C'est comme ça que l'unique réplique grandeur nature du Char Saint-Chamond M1 s'est retrouvée dans la cour du musée de Péronne.
Il n’existe plus qu’un seul modèle de char Saint-Chamond au monde à Saumur "mais c'est un M3".
Objet pédagogique
Entre la première installation dans l’atelier du lycée et le remontage de 2021, plusieurs équipes d'élèves ont travaillé à ce projet sur plusieurs années. "Ce n'est pas évident de faire travailler des élèves qui n'ont pas été sur le projet d'une année à une autre mais c'est tellement grand qu'ils sont tous hyper motivés", se réjouit Thierry Duponcheel.

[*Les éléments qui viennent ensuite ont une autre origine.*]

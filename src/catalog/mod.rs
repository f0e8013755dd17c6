//! Hierarchical catalog (continent → country → region → state) with
//! localized names.

mod index;
pub mod locale;

pub use index::{Catalog, CONTINENTS_FILE, COUNTRIES_FILE, COUNTRY_GROUPINGS_FILE, REGIONS_FILE};
pub use locale::{Locale, Named, Translatable};

#[cfg(test)]
pub(crate) use index::tests::sample_catalog;
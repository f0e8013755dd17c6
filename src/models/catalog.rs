//! Catalog records (as loaded) and the entries handed out to callers.
//!
//! Records keep their `i18n` translation map. Entries are produced by
//! translating a record for a locale and never carry that map.

use serde::{Deserialize, Deserializer, Serialize};
use serde_json::Value;
use std::collections::BTreeMap;
use std::fmt;
use std::str::FromStr;

use crate::catalog::locale::{Locale, Named, Translatable};
use crate::error::LocusError;

/// Kinds of entity the catalog and the boundary store know about.
#[derive(Debug, Clone, Copy, PartialEq, Eq, Hash, Serialize, Deserialize)]
#[serde(rename_all = "kebab-case")]
pub enum EntityKind {
    Continent,
    /// Addressed by alpha-2 or alpha-3 code
    Country,
    CountryGrouping,
    Region,
    State,
}

impl EntityKind {
    pub fn all() -> &'static [EntityKind] {
        &[
            EntityKind::Continent,
            EntityKind::Country,
            EntityKind::CountryGrouping,
            EntityKind::Region,
            EntityKind::State,
        ]
    }

    pub fn as_str(&self) -> &'static str {
        match self {
            EntityKind::Continent => "continent",
            EntityKind::Country => "country",
            EntityKind::CountryGrouping => "country-grouping",
            EntityKind::Region => "region",
            EntityKind::State => "state",
        }
    }
}

impl fmt::Display for EntityKind {
    fn fmt(&self, f: &mut fmt::Formatter<'_>) -> fmt::Result {
        f.write_str(self.as_str())
    }
}

impl FromStr for EntityKind {
    type Err = LocusError;

    fn from_str(s: &str) -> Result<Self, Self::Err> {
        EntityKind::all()
            .iter()
            .copied()
            .find(|kind| kind.as_str() == s)
            .ok_or_else(|| LocusError::UnknownKind(s.to_string()))
    }
}

/// Translation maps may hold non-string values in the source data; those are dropped.
fn deserialize_i18n<'de, D>(deserializer: D) -> Result<BTreeMap<String, String>, D::Error>
where
    D: Deserializer<'de>,
{
    let raw: BTreeMap<String, Value> = BTreeMap::deserialize(deserializer)?;
    Ok(raw
        .into_iter()
        .filter_map(|(locale, value)| match value {
            Value::String(name) => Some((locale, name)),
            _ => None,
        })
        .collect())
}

// ---------------------------------------------------------------------------
// Continents
// ---------------------------------------------------------------------------

#[derive(Debug, Clone, Deserialize)]
pub struct ContinentRecord {
    pub continent_code: String,
    pub continent_name: String,
    /// Member country alpha-2 codes
    #[serde(default)]
    pub countries: Vec<String>,
    #[serde(default, deserialize_with = "deserialize_i18n")]
    pub i18n: BTreeMap<String, String>,
}

#[derive(Debug, Clone, PartialEq, Eq, Serialize, Deserialize)]
pub struct Continent {
    pub continent_code: String,
    pub continent_name: String,
    pub countries: Vec<String>,
}

impl Named for Continent {
    fn display_name(&self) -> &str {
        &self.continent_name
    }

    fn code(&self) -> &str {
        &self.continent_code
    }
}

impl Translatable for ContinentRecord {
    type Entry = Continent;

    fn translate(&self, locale: &Locale) -> Continent {
        Continent {
            continent_code: self.continent_code.clone(),
            continent_name: locale.pick(&self.continent_name, &self.i18n).to_string(),
            countries: self.countries.clone(),
        }
    }
}

// ---------------------------------------------------------------------------
// Countries
// ---------------------------------------------------------------------------

#[derive(Debug, Clone, Deserialize)]
pub struct CountryRecord {
    pub country_a2: String,
    pub country_a3: String,
    pub country_name: String,
    #[serde(default, deserialize_with = "deserialize_i18n")]
    pub i18n: BTreeMap<String, String>,
}

#[derive(Debug, Clone, PartialEq, Eq, Serialize, Deserialize)]
pub struct Country {
    pub country_a2: String,
    pub country_a3: String,
    pub country_name: String,
}

impl Named for Country {
    fn display_name(&self) -> &str {
        &self.country_name
    }

    fn code(&self) -> &str {
        &self.country_a2
    }
}

impl Translatable for CountryRecord {
    type Entry = Country;

    fn translate(&self, locale: &Locale) -> Country {
        Country {
            country_a2: self.country_a2.clone(),
            country_a3: self.country_a3.clone(),
            country_name: locale.pick(&self.country_name, &self.i18n).to_string(),
        }
    }
}

// ---------------------------------------------------------------------------
// Country groupings
// ---------------------------------------------------------------------------

/// A named set of countries (trade blocs, unions, sales territories).
///
/// The grouping code lives in its own namespace: `AU` here is the African
/// Union, not Australia.
#[derive(Debug, Clone, Deserialize)]
pub struct CountryGroupingRecord {
    pub grouping_code: String,
    pub grouping_name: String,
    #[serde(default)]
    pub countries: Vec<String>,
    #[serde(default, deserialize_with = "deserialize_i18n")]
    pub i18n: BTreeMap<String, String>,
}

#[derive(Debug, Clone, PartialEq, Eq, Serialize, Deserialize)]
pub struct CountryGrouping {
    pub grouping_code: String,
    pub grouping_name: String,
    pub countries: Vec<String>,
}

impl Named for CountryGrouping {
    fn display_name(&self) -> &str {
        &self.grouping_name
    }

    fn code(&self) -> &str {
        &self.grouping_code
    }
}

impl Translatable for CountryGroupingRecord {
    type Entry = CountryGrouping;

    fn translate(&self, locale: &Locale) -> CountryGrouping {
        CountryGrouping {
            grouping_code: self.grouping_code.clone(),
            grouping_name: locale.pick(&self.grouping_name, &self.i18n).to_string(),
            countries: self.countries.clone(),
        }
    }
}

// ---------------------------------------------------------------------------
// Regions and states
// ---------------------------------------------------------------------------

#[derive(Debug, Clone, Deserialize)]
pub struct StateRecord {
    pub state_code: String,
    pub state_name: String,
    /// Owning region, filled in when the catalog is built
    #[serde(skip)]
    pub region_code: String,
    #[serde(default, deserialize_with = "deserialize_i18n")]
    pub i18n: BTreeMap<String, String>,
}

#[derive(Debug, Clone, PartialEq, Eq, Serialize, Deserialize)]
pub struct State {
    pub state_code: String,
    pub region_code: String,
    pub state_name: String,
}

impl Named for State {
    fn display_name(&self) -> &str {
        &self.state_name
    }

    fn code(&self) -> &str {
        &self.state_code
    }
}

impl Translatable for StateRecord {
    type Entry = State;

    fn translate(&self, locale: &Locale) -> State {
        State {
            state_code: self.state_code.clone(),
            region_code: self.region_code.clone(),
            state_name: locale.pick(&self.state_name, &self.i18n).to_string(),
        }
    }
}

#[derive(Debug, Clone, Deserialize)]
pub struct RegionRecord {
    pub country_a2: String,
    pub region_code: String,
    pub region_name: String,
    #[serde(default)]
    pub states: Vec<StateRecord>,
    #[serde(default, deserialize_with = "deserialize_i18n")]
    pub i18n: BTreeMap<String, String>,
}

/// A region, optionally with its states.
///
/// Listing operations leave `states` empty (`None`); lookups of a single
/// region fill it.
#[derive(Debug, Clone, PartialEq, Eq, Serialize, Deserialize)]
pub struct Region {
    pub country_a2: String,
    pub region_code: String,
    pub region_name: String,
    #[serde(default, skip_serializing_if = "Option::is_none")]
    pub states: Option<Vec<State>>,
}

impl Named for Region {
    fn display_name(&self) -> &str {
        &self.region_name
    }

    fn code(&self) -> &str {
        &self.region_code
    }
}

impl Translatable for RegionRecord {
    type Entry = Region;

    fn translate(&self, locale: &Locale) -> Region {
        Region {
            country_a2: self.country_a2.clone(),
            region_code: self.region_code.clone(),
            region_name: locale.pick(&self.region_name, &self.i18n).to_string(),
            states: None,
        }
    }
}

À Péronne, cette semaine, certaines pièces ont été refaites : "le canon et les mitrailleuses avaient été faits à l'origine en carton parce que ça devait être une présentation éphémère de deux ou trois mois. Mais comme ça a bien vécu, on a refait ces pièces en métal, en plastique ou en bois. Ce qui permet une durabilité beaucoup plus accrue".
"Tout le monde est bluffé par le réalisme de l’engin, avoue Hervé François. C’est devenu un objet pédagogique à part entière" Car même le nom d’origine de l’engin est peint à l’identique de l’original. Il faut dire que le métier de graphiste décorateur qu'apprennent les élèves engagés dans cette aventure s'appelait à l'origine le métier de peintre en lettres. À l'époque, le peintre en lettre réalisait le camouflage, la personnalisation et les inscriptions des chars de guerre.